Dataset entries:

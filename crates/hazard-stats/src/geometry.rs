//! Geometry kernel: geometries carrying an optional CRS tag.
//!
//! The CRS travels with the geometry as an explicit value. A geometry with
//! no tag is taken to already be in whatever CRS its consumer works in.

use geo::{BoundingRect, Buffer, Geometry};
use hazard_common::{BoundingBox, Crs, ReferencedEnvelope};
use projection::{find_transform, transform_geometry, ProjectionError};
use serde_json::{json, Value};

/// A geometry and the CRS its coordinates are expressed in, if known.
#[derive(Debug, Clone, PartialEq)]
pub struct ReferencedGeometry {
    geometry: Geometry<f64>,
    crs: Option<Crs>,
}

impl ReferencedGeometry {
    pub fn new(geometry: impl Into<Geometry<f64>>, crs: Option<Crs>) -> Self {
        Self {
            geometry: geometry.into(),
            crs,
        }
    }

    pub fn tagged(geometry: impl Into<Geometry<f64>>, crs: Crs) -> Self {
        Self::new(geometry, Some(crs))
    }

    pub fn untagged(geometry: impl Into<Geometry<f64>>) -> Self {
        Self::new(geometry, None)
    }

    pub fn geometry(&self) -> &Geometry<f64> {
        &self.geometry
    }

    pub fn crs(&self) -> Option<&Crs> {
        self.crs.as_ref()
    }

    /// Replace the CRS tag. Coordinates are untouched.
    pub fn with_crs(self, crs: Option<Crs>) -> Self {
        Self {
            geometry: self.geometry,
            crs,
        }
    }

    pub fn into_parts(self) -> (Geometry<f64>, Option<Crs>) {
        (self.geometry, self.crs)
    }

    /// Planar buffer by `distance` in the geometry's own units.
    ///
    /// A zero distance returns the input geometry. Negative distances shrink
    /// polygons and may produce an empty geometry. The CRS tag is kept.
    pub fn buffer(&self, distance: f64) -> Self {
        let geometry = if distance == 0.0 {
            self.geometry.clone()
        } else {
            Geometry::MultiPolygon(self.geometry.buffer(distance))
        };
        Self {
            geometry,
            crs: self.crs.clone(),
        }
    }

    /// 2-D envelope; empty for an empty geometry.
    pub fn envelope(&self) -> BoundingBox {
        self.geometry
            .bounding_rect()
            .map(|rect| BoundingBox::new(rect.min().x, rect.min().y, rect.max().x, rect.max().y))
            .unwrap_or_else(BoundingBox::empty)
    }

    /// Envelope tagged with this geometry's CRS, or `fallback` when untagged.
    pub fn referenced_envelope(&self, fallback: &Crs) -> ReferencedEnvelope {
        let crs = self.crs.clone().unwrap_or_else(|| fallback.clone());
        ReferencedEnvelope::new(self.envelope(), crs)
    }

    /// Express this geometry in `target`.
    ///
    /// Untagged geometries are assumed to be in `target` already and are only
    /// re-tagged.
    pub fn to_crs(&self, target: &Crs, lenient: bool) -> Result<Self, ProjectionError> {
        let geometry = match &self.crs {
            Some(source) => {
                let transform = find_transform(source, target, lenient)?;
                transform_geometry(&transform, &self.geometry)?
            }
            None => self.geometry.clone(),
        };
        Ok(Self::tagged(geometry, target.clone()))
    }

    /// GeoJSON geometry object with a `crs` member naming the tag.
    pub fn to_geojson(&self) -> Value {
        let mut value = geometry_to_geojson(&self.geometry);
        if let (Some(crs), Value::Object(map)) = (&self.crs, &mut value) {
            map.insert(
                "crs".to_string(),
                json!({ "type": "name", "properties": { "name": crs.name() } }),
            );
        }
        value
    }
}

fn line_coords(line: &geo::LineString<f64>) -> Value {
    Value::Array(line.coords().map(|c| json!([c.x, c.y])).collect())
}

fn polygon_coords(polygon: &geo::Polygon<f64>) -> Value {
    let mut rings = vec![line_coords(polygon.exterior())];
    rings.extend(polygon.interiors().iter().map(line_coords));
    Value::Array(rings)
}

fn geometry_to_geojson(geometry: &Geometry<f64>) -> Value {
    match geometry {
        Geometry::Point(p) => json!({ "type": "Point", "coordinates": [p.x(), p.y()] }),
        Geometry::Line(l) => json!({
            "type": "LineString",
            "coordinates": [[l.start.x, l.start.y], [l.end.x, l.end.y]],
        }),
        Geometry::LineString(ls) => json!({ "type": "LineString", "coordinates": line_coords(ls) }),
        Geometry::Polygon(p) => json!({ "type": "Polygon", "coordinates": polygon_coords(p) }),
        Geometry::MultiPoint(mp) => json!({
            "type": "MultiPoint",
            "coordinates": mp.iter().map(|p| json!([p.x(), p.y()])).collect::<Vec<_>>(),
        }),
        Geometry::MultiLineString(mls) => json!({
            "type": "MultiLineString",
            "coordinates": mls.iter().map(line_coords).collect::<Vec<_>>(),
        }),
        Geometry::MultiPolygon(mp) => json!({
            "type": "MultiPolygon",
            "coordinates": mp.iter().map(polygon_coords).collect::<Vec<_>>(),
        }),
        Geometry::GeometryCollection(gc) => json!({
            "type": "GeometryCollection",
            "geometries": gc.iter().map(geometry_to_geojson).collect::<Vec<_>>(),
        }),
        Geometry::Rect(r) => geometry_to_geojson(&Geometry::Polygon(r.to_polygon())),
        Geometry::Triangle(t) => geometry_to_geojson(&Geometry::Polygon(t.to_polygon())),
    }
}

#[cfg(test)]
mod tests {
    use super::*;
    use geo::{point, polygon, Area, Contains, MultiPolygon};
    use std::f64::consts::PI;

    fn area(geometry: &Geometry<f64>) -> f64 {
        geometry.unsigned_area()
    }

    #[test]
    fn test_point_buffer_approximates_disk() {
        let roi = ReferencedGeometry::tagged(point!(x: 0.0, y: 0.0), Crs::wgs84());
        let buffered = roi.buffer(1.0);

        assert_eq!(buffered.crs(), Some(&Crs::wgs84()));
        let error = (area(buffered.geometry()) - PI).abs() / PI;
        assert!(error < 0.1, "disk area off by {:.3}%", error * 100.0);

        // Polygonal approximation of the unit circle
        let env = buffered.envelope();
        assert!(env.min_x > -1.05 && env.min_x < -0.9);
        assert!(env.max_y < 1.05 && env.max_y > 0.9);
    }

    #[test]
    fn test_buffer_contains_input() {
        let square = polygon![
            (x: 0.0, y: 0.0),
            (x: 4.0, y: 0.0),
            (x: 4.0, y: 4.0),
            (x: 0.0, y: 4.0),
        ];
        let roi = ReferencedGeometry::untagged(square.clone());
        let buffered = roi.buffer(0.5);

        match buffered.geometry() {
            Geometry::MultiPolygon(mp) => assert!(mp.contains(&square)),
            other => panic!("expected a multipolygon, got {:?}", other),
        }
        assert!(buffered.crs().is_none());
    }

    #[test]
    fn test_zero_buffer_is_identity() {
        let roi = ReferencedGeometry::tagged(point!(x: 3.0, y: 4.0), Crs::web_mercator());
        assert_eq!(roi.buffer(0.0), roi);
    }

    #[test]
    fn test_negative_buffer_can_empty_geometry() {
        let small = polygon![
            (x: 0.0, y: 0.0),
            (x: 1.0, y: 0.0),
            (x: 1.0, y: 1.0),
            (x: 0.0, y: 1.0),
        ];
        let roi = ReferencedGeometry::tagged(small, Crs::wgs84());
        let shrunk = roi.buffer(-2.0);

        assert_eq!(shrunk.crs(), Some(&Crs::wgs84()));
        assert!(shrunk.envelope().is_empty());
        if let Geometry::MultiPolygon(mp) = shrunk.geometry() {
            assert_eq!(mp, &MultiPolygon::<f64>::new(vec![]));
        }
    }

    #[test]
    fn test_to_crs_reprojects_tagged_geometry() {
        let roi = ReferencedGeometry::tagged(point!(x: 10.0, y: 45.0), Crs::wgs84());
        let projected = roi.to_crs(&Crs::web_mercator(), true).unwrap();

        assert_eq!(projected.crs(), Some(&Crs::web_mercator()));
        let env = projected.envelope();
        assert!((env.min_x - 1113194.9079).abs() < 0.01);
    }

    #[test]
    fn test_to_crs_only_retags_untagged_geometry() {
        let roi = ReferencedGeometry::untagged(point!(x: 10.0, y: 45.0));
        let tagged = roi.to_crs(&Crs::web_mercator(), true).unwrap();
        assert_eq!(tagged.geometry(), roi.geometry());
        assert_eq!(tagged.crs(), Some(&Crs::web_mercator()));
    }

    #[test]
    fn test_geojson_carries_crs_name() {
        let roi = ReferencedGeometry::tagged(point!(x: 1.0, y: 2.0), Crs::wgs84());
        let value = roi.to_geojson();
        assert_eq!(value["type"], "Point");
        assert_eq!(value["coordinates"], json!([1.0, 2.0]));
        assert_eq!(value["crs"]["properties"]["name"], "EPSG:4326");
    }
}
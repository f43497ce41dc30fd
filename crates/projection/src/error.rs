//! Error types for CRS operations.

use thiserror::Error;

/// Errors raised while constructing or applying coordinate transforms.
#[derive(Error, Debug, Clone, PartialEq)]
pub enum ProjectionError {
    /// No transformation path exists between two CRSs.
    #[error("no transform available from {source_crs} to {target_crs}: {reason}")]
    TransformUnavailable {
        source_crs: String,
        target_crs: String,
        reason: String,
    },

    /// A transform could not be applied, e.g. at a projection singularity.
    #[error("transform failed: {0}")]
    TransformFailed(String),

    /// The transform has no inverse.
    #[error("transform is not invertible: {0}")]
    NonInvertible(String),
}

impl ProjectionError {
    /// Create a TransformUnavailable error.
    pub fn unavailable(
        source_crs: impl Into<String>,
        target_crs: impl Into<String>,
        reason: impl Into<String>,
    ) -> Self {
        Self::TransformUnavailable {
            source_crs: source_crs.into(),
            target_crs: target_crs.into(),
            reason: reason.into(),
        }
    }

    /// Create a TransformFailed error.
    pub fn transform_failed(msg: impl Into<String>) -> Self {
        Self::TransformFailed(msg.into())
    }
}

/// Result type for projection operations.
pub type Result<T> = std::result::Result<T, ProjectionError>;
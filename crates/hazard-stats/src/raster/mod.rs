//! Raster reader trait and grid geometry types.

mod coverage;
mod memory;

pub use coverage::{Coverage, GeophysicalView, SampleDimension, ViewType};
pub use memory::{MemoryRaster, MemoryRasterBuilder};

use hazard_common::{BoundingBox, Crs, ReferencedEnvelope};
use projection::MathTransform;

use crate::error::SourceError;

/// Which point of a cell the grid-to-world transform maps integer indices to.
#[derive(Debug, Clone, Copy, PartialEq, Eq)]
pub enum PixelAnchor {
    /// Integer indices address the upper-left corner of a cell.
    CellCorner,
    /// Integer indices address the center of a cell.
    CellCenter,
}

/// Integer pixel rectangle. `x` is the column, `y` the row.
#[derive(Debug, Clone, Copy, PartialEq, Eq)]
pub struct GridRange {
    pub x: i64,
    pub y: i64,
    pub width: i64,
    pub height: i64,
}

/// Grid coordinates closer than this to an integer are snapped to it, so
/// rounding noise from the world-to-grid transform does not add a row.
const GRID_SNAP_TOLERANCE: f64 = 1e-9;

fn snap(v: f64) -> f64 {
    let rounded = v.round();
    if (v - rounded).abs() < GRID_SNAP_TOLERANCE {
        rounded
    } else {
        v
    }
}

impl GridRange {
    pub fn new(x: i64, y: i64, width: i64, height: i64) -> Self {
        Self {
            x,
            y,
            width,
            height,
        }
    }

    /// Smallest integer rectangle containing `bounds` (grid coordinates).
    pub fn bounding(bounds: &BoundingBox) -> Self {
        let min_x = snap(bounds.min_x).floor() as i64;
        let min_y = snap(bounds.min_y).floor() as i64;
        let max_x = snap(bounds.max_x).ceil() as i64;
        let max_y = snap(bounds.max_y).ceil() as i64;
        Self::new(min_x, min_y, max_x - min_x, max_y - min_y)
    }

    pub fn is_empty(&self) -> bool {
        self.width <= 0 || self.height <= 0
    }

    pub fn max_x(&self) -> i64 {
        self.x + self.width
    }

    pub fn max_y(&self) -> i64 {
        self.y + self.height
    }

    /// Overlap with another range, `None` when empty.
    pub fn intersection(&self, other: &GridRange) -> Option<GridRange> {
        let x = self.x.max(other.x);
        let y = self.y.max(other.y);
        let range = GridRange::new(
            x,
            y,
            self.max_x().min(other.max_x()) - x,
            self.max_y().min(other.max_y()) - y,
        );
        (!range.is_empty()).then_some(range)
    }

    /// Number of cells covered.
    pub fn cell_count(&self) -> usize {
        if self.is_empty() {
            0
        } else {
            (self.width * self.height) as usize
        }
    }
}

/// A pixel rectangle paired with the world envelope it was derived from.
#[derive(Debug, Clone, PartialEq)]
pub struct GridGeometry {
    pub range: GridRange,
    pub envelope: ReferencedEnvelope,
}

impl GridGeometry {
    pub fn new(range: GridRange, envelope: ReferencedEnvelope) -> Self {
        Self { range, envelope }
    }
}

/// A tiled or gridded coverage source.
///
/// Implementations include in-memory grids ([`MemoryRaster`]), file backed
/// readers and mosaics. Readers are shared between invocations and must
/// tolerate concurrent reads.
pub trait RasterReader: Send + Sync {
    /// Human readable name for logging.
    fn name(&self) -> Option<&str> {
        None
    }

    /// Native CRS of the grid.
    fn crs(&self) -> &Crs;

    /// World extent of the full grid in [`RasterReader::crs`].
    fn original_envelope(&self) -> ReferencedEnvelope;

    /// Grid-to-world transform of the full grid.
    fn original_grid_to_world(&self, anchor: PixelAnchor) -> MathTransform;

    /// Read the cells of `grid` at native resolution.
    ///
    /// `Ok(None)` means the reader found nothing to return for the request.
    fn read(&self, grid: &GridGeometry) -> Result<Option<Coverage>, SourceError>;
}

#[cfg(test)]
mod tests {
    use super::*;

    #[test]
    fn test_bounding_floors_and_ceils() {
        let range = GridRange::bounding(&BoundingBox::new(0.45, 0.45, 0.55, 0.55));
        assert_eq!(range, GridRange::new(0, 0, 1, 1));

        let range = GridRange::bounding(&BoundingBox::new(0.5, 0.5, 1.5, 1.5));
        assert_eq!(range, GridRange::new(0, 0, 2, 2));
    }

    #[test]
    fn test_bounding_snaps_rounding_noise() {
        let range = GridRange::bounding(&BoundingBox::new(1.0 - 1e-12, 2.0, 3.0 + 1e-12, 4.0));
        assert_eq!(range, GridRange::new(1, 2, 2, 2));
    }

    #[test]
    fn test_range_intersection() {
        let a = GridRange::new(-2, -2, 5, 5);
        let b = GridRange::new(0, 0, 4, 4);
        assert_eq!(a.intersection(&b), Some(GridRange::new(0, 0, 3, 3)));

        let c = GridRange::new(10, 10, 1, 1);
        assert_eq!(a.intersection(&c), None);
    }

    #[test]
    fn test_cell_count() {
        assert_eq!(GridRange::new(0, 0, 3, 2).cell_count(), 6);
        assert_eq!(GridRange::new(0, 0, 0, 2).cell_count(), 0);
    }
}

Brief: Each line above with the word "distance" needs to be copied.

Expected output:
    /// Planar buffer by `distance` in the geometry's own units.
    /// A zero distance returns the input geometry. Negative distances shrink
    pub fn buffer(&self, distance: f64) -> Self {
        let geometry = if distance == 0.0 {
            Geometry::MultiPolygon(self.geometry.buffer(distance))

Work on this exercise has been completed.